Both national and local regulations permit the levying of additional educational fees on migrant children based on their hukou status. Government-established schedules often set these fees at several hundred yuan per semester, representing a significant fraction of an average migrant’s annual income. Shandong authorities officially charge students without local hukou 300 yuan and 500 yuan per semester in additional school fees (beyond those paid by students holding local hukou) at the elementary and junior high levels, respectively. In practice, however, public schools often view migrants as a source of additional income, charging them unauthorized fees amounting to several thousand yuan per year. Some authorities have made efforts to curb such practices, but these have encountered resistance from local governments unwilling to bear the financial burden for educating migrant students absent additional funding.
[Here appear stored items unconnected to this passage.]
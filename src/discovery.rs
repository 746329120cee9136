use std::path::{Path, PathBuf};
use walkdir::WalkDir;
use log::debug;
use crate::error::{BuilderError, BuilderResult};

/// How a file name is tested against a suffix such as `.cpp`.
#[derive(Debug, Clone, Copy, PartialEq, Eq, Default)]
pub enum MatchPolicy {
    /// The suffix may appear anywhere in the name, so `a.cpp.bak` matches `.cpp`.
    #[default]
    SuffixContains,
    /// The name must end with the suffix.
    ExactExtension,
}

impl MatchPolicy {
    pub fn matches(&self, file_name: &str, suffix: &str) -> bool {
        match self {
            MatchPolicy::SuffixContains => file_name.contains(suffix),
            MatchPolicy::ExactExtension => file_name.ends_with(suffix),
        }
    }
}

/// Lists the direct children of `root/dir` whose names match `suffix`.
///
/// Entries come back in directory iteration order as `dir/<name>`, keeping
/// them relative to `root` where the toolchain runs.
pub fn list_dir(
    root: &Path,
    dir: &Path,
    suffix: &str,
    policy: MatchPolicy,
) -> BuilderResult<Vec<PathBuf>> {
    let scan_dir = root.join(dir);
    let mut files = Vec::new();

    for entry in WalkDir::new(&scan_dir).min_depth(1).max_depth(1) {
        let entry = entry.map_err(|e| BuilderError::Filesystem {
            path: scan_dir.clone(),
            source: e,
        })?;

        let name = entry.file_name().to_string_lossy();
        if policy.matches(&name, suffix) {
            files.push(dir.join(entry.file_name()));
        }
    }

    debug!("{} matched {} entries for {}", scan_dir.display(), files.len(), suffix);
    Ok(files)
}

#[cfg(test)]
mod tests {
    use super::*;
    use std::fs;

    fn touch(dir: &Path, name: &str) {
        fs::write(dir.join(name), "").unwrap();
    }

    #[test]
    fn lists_only_matching_files() {
        let root = tempfile::tempdir().unwrap();
        let src = root.path().join("src");
        fs::create_dir(&src).unwrap();
        touch(&src, "a.cpp");
        touch(&src, "b.cpp");
        touch(&src, "readme.txt");

        let mut files = list_dir(root.path(), Path::new("src"), ".cpp", MatchPolicy::default()).unwrap();
        files.sort();
        assert_eq!(files, [PathBuf::from("src/a.cpp"), PathBuf::from("src/b.cpp")]);
    }

    #[test]
    fn order_follows_directory_iteration() {
        let root = tempfile::tempdir().unwrap();
        for name in ["z.c", "m.c", "a.c"] {
            touch(root.path(), name);
        }

        let expected: Vec<PathBuf> = fs::read_dir(root.path())
            .unwrap()
            .map(|e| PathBuf::from(".").join(e.unwrap().file_name()))
            .collect();
        let files = list_dir(root.path(), Path::new("."), ".c", MatchPolicy::default()).unwrap();
        assert_eq!(files, expected);
    }

    #[test]
    fn substring_policy_over_matches() {
        let root = tempfile::tempdir().unwrap();
        touch(root.path(), "archive.cpp.bak");

        let loose = list_dir(root.path(), Path::new("."), ".cpp", MatchPolicy::SuffixContains).unwrap();
        assert_eq!(loose.len(), 1);

        let strict = list_dir(root.path(), Path::new("."), ".cpp", MatchPolicy::ExactExtension).unwrap();
        assert!(strict.is_empty());
    }

    #[test]
    fn does_not_descend_into_subdirectories() {
        let root = tempfile::tempdir().unwrap();
        fs::create_dir(root.path().join("nested")).unwrap();
        touch(&root.path().join("nested"), "deep.o");
        touch(root.path(), "top.o");

        let files = list_dir(root.path(), Path::new("."), ".o", MatchPolicy::default()).unwrap();
        assert_eq!(files, [PathBuf::from("./top.o")]);
    }

    #[test]
    fn missing_directory_is_a_filesystem_error() {
        let root = tempfile::tempdir().unwrap();
        let err = list_dir(root.path(), Path::new("absent"), ".c", MatchPolicy::default()).unwrap_err();
        match err {
            BuilderError::Filesystem { path, .. } => assert_eq!(path, root.path().join("absent")),
            other => panic!("expected filesystem error, got {:?}", other),
        }
    }
}
use serde::{Deserialize, Deserializer, Serialize};
use std::path::Path;
use log::warn;
use crate::{
    error::{BuilderError, BuilderResult},
    toolchains::Language,
};

/// Build description read from `Config.json`. Every key is optional.
#[derive(Debug, Deserialize, Serialize, Clone, Default, PartialEq)]
#[serde(default)]
pub struct Config {
    #[serde(deserialize_with = "null_as_default")]
    pub include_dir: Vec<String>,
    #[serde(deserialize_with = "null_as_default")]
    pub lib_dir: Vec<String>,
    #[serde(deserialize_with = "null_as_default")]
    pub linkers: Vec<String>,
    #[serde(deserialize_with = "null_as_default")]
    pub flags: Vec<String>,
    #[serde(deserialize_with = "null_as_default")]
    pub src: Vec<String>,
    /// Accepted for compatibility; no phase reads it.
    #[serde(deserialize_with = "null_as_default")]
    pub exclude_src: Vec<String>,
    #[serde(rename = "type", deserialize_with = "null_as_default")]
    pub kind: String,
    #[serde(deserialize_with = "null_as_default")]
    pub build_name: String,
    #[serde(deserialize_with = "null_as_default")]
    pub run: bool,
}

/// `null` reads the same as a missing key.
fn null_as_default<'de, D, T>(deserializer: D) -> Result<T, D::Error>
where
    D: Deserializer<'de>,
    T: Deserialize<'de> + Default,
{
    Ok(Option::<T>::deserialize(deserializer)?.unwrap_or_default())
}

impl Config {
    pub fn load(path: &Path) -> BuilderResult<Self> {
        let content = std::fs::read_to_string(path)
            .map_err(|e| BuilderError::Parse {
                path: path.to_path_buf(),
                reason: e.to_string(),
            })?;

        Self::parse(&content).map_err(|e| BuilderError::Parse {
            path: path.to_path_buf(),
            reason: e.to_string(),
        })
    }

    pub fn parse(content: &str) -> Result<Self, serde_json::Error> {
        let config: Config = serde_json::from_str(content)?;
        if !config.exclude_src.is_empty() {
            warn!("exclude_src is not supported and will be ignored");
        }
        Ok(config)
    }

    pub fn language(&self) -> BuilderResult<Language> {
        self.kind.parse()
    }

    pub fn starter(name: &str, language: Language) -> Self {
        Self {
            include_dir: vec!["include".to_string()],
            flags: vec!["-Wall".to_string()],
            src: vec!["./src".to_string()],
            kind: language.to_string(),
            build_name: name.to_string(),
            run: true,
            ..Self::default()
        }
    }

    pub fn to_json(&self) -> BuilderResult<String> {
        serde_json::to_string_pretty(self)
            .map_err(|e| BuilderError::Config(format!("Failed to serialize config: {}", e)))
    }
}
Local authorities often oppose private efforts to form schools to educate migrant children. Although the State Council’s 2003 directive on migrant education gives a degree of central support to the establishment of such schools, it applies stringent physical and financial requirements that are difficult for these schools to meet in practice. In some urban areas, private migrant schools are often targeted for elimination by local governments. In others, they lead a precarious legal existence. A study of five privately-run migrant schools in Chengdu municipality revealed only two with formal authorization to operate, one of which was in the process of having its status revoked. Motives behind local government hostility toward such private schools include fear of competition with revenue-generating local public schools, unwillingness to assume formal responsibility and liability for migrant schools, and general discriminatory attitudes toward migrants.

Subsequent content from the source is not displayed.